** Opening Record extracts block **

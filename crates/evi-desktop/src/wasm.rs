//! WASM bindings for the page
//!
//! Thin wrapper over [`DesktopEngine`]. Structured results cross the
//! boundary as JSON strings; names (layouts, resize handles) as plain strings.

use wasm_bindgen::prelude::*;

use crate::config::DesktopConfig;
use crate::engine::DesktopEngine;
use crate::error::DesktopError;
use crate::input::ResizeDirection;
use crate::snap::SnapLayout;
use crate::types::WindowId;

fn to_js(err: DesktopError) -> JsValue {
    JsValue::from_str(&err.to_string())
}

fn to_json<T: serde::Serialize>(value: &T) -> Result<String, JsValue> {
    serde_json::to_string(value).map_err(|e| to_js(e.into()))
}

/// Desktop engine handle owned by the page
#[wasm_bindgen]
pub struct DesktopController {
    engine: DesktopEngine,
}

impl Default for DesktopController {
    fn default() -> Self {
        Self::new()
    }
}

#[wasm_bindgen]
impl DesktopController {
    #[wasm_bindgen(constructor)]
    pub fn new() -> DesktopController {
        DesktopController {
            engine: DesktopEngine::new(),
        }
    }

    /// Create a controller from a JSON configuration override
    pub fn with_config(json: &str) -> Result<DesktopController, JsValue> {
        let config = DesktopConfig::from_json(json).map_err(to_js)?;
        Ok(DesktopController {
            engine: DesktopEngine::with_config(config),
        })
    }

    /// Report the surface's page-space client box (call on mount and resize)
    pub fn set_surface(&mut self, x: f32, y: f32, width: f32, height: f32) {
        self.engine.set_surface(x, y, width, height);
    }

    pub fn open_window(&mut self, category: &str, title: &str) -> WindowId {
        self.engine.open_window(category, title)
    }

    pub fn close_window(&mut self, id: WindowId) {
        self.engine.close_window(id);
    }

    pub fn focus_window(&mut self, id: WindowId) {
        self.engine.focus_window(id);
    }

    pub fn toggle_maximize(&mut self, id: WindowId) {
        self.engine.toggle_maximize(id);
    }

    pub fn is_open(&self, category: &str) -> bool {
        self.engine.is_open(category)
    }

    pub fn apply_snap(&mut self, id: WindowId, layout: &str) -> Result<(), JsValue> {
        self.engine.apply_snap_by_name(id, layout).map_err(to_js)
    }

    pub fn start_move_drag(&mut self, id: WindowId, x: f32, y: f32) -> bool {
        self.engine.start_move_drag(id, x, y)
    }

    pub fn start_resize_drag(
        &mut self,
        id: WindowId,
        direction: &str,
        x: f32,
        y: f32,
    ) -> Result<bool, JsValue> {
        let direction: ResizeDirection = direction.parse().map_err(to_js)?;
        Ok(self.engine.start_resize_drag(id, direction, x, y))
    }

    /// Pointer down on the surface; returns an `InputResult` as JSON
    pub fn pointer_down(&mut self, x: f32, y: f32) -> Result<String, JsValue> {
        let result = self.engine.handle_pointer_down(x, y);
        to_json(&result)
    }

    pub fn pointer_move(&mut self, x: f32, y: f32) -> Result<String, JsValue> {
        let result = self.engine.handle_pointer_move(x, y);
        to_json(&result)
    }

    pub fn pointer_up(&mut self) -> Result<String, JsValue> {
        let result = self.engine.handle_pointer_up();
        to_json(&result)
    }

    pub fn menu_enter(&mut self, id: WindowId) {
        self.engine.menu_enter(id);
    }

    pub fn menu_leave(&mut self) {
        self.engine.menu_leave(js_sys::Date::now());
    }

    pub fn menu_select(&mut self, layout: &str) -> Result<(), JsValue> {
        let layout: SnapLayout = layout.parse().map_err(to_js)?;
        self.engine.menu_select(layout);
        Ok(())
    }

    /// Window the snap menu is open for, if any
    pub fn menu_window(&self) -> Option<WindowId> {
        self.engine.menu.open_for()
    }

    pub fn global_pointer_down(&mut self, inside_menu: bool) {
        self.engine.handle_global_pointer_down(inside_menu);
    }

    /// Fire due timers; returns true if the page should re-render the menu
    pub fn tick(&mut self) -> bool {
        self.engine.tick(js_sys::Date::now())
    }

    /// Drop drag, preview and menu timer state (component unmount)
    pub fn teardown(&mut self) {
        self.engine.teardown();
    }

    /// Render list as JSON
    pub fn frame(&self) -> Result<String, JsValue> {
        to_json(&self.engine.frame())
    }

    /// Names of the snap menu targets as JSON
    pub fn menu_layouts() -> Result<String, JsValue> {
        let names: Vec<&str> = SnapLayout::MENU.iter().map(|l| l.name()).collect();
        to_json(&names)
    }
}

** Closing Record extracts block **
** Opening Record extracts block **

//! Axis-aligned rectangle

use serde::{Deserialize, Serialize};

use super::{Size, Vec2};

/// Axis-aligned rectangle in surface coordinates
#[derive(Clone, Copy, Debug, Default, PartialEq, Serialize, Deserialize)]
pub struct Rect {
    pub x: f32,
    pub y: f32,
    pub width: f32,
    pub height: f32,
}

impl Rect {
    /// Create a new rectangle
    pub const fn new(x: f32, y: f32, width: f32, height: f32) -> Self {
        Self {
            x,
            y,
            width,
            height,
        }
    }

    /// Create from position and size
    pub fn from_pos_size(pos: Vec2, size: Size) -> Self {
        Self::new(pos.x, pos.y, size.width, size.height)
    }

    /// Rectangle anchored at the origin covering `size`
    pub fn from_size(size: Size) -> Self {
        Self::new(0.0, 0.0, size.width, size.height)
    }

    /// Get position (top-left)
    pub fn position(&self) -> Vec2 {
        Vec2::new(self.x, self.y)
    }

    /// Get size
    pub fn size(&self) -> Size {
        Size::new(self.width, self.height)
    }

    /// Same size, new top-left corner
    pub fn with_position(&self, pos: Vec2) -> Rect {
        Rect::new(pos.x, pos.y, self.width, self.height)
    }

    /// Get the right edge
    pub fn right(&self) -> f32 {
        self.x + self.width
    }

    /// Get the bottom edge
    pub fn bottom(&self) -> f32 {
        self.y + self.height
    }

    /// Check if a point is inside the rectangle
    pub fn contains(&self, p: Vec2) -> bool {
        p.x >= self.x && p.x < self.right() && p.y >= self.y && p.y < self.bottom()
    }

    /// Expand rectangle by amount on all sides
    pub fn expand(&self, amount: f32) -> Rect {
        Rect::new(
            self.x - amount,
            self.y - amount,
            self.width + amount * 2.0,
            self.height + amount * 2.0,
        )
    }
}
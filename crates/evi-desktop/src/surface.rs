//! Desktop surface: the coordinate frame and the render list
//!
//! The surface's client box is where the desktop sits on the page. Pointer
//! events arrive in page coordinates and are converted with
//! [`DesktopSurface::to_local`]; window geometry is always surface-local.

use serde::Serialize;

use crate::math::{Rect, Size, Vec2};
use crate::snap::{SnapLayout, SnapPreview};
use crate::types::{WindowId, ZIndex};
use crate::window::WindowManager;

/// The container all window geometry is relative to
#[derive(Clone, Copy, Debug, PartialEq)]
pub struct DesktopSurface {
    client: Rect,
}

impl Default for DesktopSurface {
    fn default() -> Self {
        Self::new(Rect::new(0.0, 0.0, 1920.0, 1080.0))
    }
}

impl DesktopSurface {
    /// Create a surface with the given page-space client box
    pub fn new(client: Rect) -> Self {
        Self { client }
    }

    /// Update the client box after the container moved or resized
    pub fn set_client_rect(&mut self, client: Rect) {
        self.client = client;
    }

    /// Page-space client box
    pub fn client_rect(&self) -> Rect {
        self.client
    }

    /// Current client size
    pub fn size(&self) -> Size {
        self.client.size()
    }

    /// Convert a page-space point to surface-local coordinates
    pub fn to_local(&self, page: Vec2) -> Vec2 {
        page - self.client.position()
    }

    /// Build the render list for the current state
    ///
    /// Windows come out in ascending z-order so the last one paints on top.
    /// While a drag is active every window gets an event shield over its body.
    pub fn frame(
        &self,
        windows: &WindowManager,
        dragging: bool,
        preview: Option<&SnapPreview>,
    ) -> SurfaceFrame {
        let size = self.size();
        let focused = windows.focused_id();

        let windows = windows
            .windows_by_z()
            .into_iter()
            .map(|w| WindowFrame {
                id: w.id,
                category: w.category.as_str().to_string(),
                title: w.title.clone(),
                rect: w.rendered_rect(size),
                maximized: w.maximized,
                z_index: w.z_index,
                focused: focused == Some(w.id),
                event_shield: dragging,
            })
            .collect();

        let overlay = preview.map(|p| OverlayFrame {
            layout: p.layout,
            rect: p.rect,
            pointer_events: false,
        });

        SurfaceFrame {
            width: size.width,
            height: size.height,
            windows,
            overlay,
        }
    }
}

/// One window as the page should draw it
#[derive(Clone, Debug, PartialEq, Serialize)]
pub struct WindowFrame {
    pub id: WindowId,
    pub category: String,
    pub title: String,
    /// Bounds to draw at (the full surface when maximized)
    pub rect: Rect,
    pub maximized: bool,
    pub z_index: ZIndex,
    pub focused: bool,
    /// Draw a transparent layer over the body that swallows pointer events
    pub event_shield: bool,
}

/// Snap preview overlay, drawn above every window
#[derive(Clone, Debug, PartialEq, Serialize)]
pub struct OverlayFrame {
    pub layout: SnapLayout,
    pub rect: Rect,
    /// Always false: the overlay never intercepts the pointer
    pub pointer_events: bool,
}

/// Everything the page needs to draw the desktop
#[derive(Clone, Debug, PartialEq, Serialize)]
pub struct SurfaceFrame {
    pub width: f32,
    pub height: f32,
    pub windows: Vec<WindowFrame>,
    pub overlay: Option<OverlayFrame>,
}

** Closing Record extracts block **
** Opening Record extracts block **

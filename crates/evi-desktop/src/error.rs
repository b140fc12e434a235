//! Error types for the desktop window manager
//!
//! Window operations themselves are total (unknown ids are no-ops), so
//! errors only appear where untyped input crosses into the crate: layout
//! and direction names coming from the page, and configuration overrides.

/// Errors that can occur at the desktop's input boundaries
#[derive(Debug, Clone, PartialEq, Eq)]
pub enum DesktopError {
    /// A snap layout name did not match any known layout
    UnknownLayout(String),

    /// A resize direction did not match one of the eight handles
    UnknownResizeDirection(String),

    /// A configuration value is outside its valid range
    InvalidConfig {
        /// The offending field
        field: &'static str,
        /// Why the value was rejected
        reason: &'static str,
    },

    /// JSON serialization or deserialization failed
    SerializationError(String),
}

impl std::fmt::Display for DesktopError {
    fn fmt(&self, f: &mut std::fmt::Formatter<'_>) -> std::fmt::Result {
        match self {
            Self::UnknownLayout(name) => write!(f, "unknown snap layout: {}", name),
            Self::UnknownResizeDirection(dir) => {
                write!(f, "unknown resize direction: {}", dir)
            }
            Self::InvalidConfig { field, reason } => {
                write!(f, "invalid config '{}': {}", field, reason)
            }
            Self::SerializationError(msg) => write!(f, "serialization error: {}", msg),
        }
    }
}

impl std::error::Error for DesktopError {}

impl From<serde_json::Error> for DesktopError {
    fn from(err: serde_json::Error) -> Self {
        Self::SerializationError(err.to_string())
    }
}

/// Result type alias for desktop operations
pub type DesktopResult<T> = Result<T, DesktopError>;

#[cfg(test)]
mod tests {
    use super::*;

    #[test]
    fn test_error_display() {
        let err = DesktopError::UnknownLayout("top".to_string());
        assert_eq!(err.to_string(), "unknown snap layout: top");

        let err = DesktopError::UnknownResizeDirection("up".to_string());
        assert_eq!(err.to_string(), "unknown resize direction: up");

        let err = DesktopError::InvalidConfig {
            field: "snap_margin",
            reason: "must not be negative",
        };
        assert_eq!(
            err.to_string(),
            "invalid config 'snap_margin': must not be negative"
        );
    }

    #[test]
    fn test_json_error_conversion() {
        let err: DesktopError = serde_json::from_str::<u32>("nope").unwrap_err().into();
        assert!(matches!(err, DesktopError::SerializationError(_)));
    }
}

** Closing Record extracts block **

A single number is the answer: the number of lines in the entries that contain "DesktopController".

7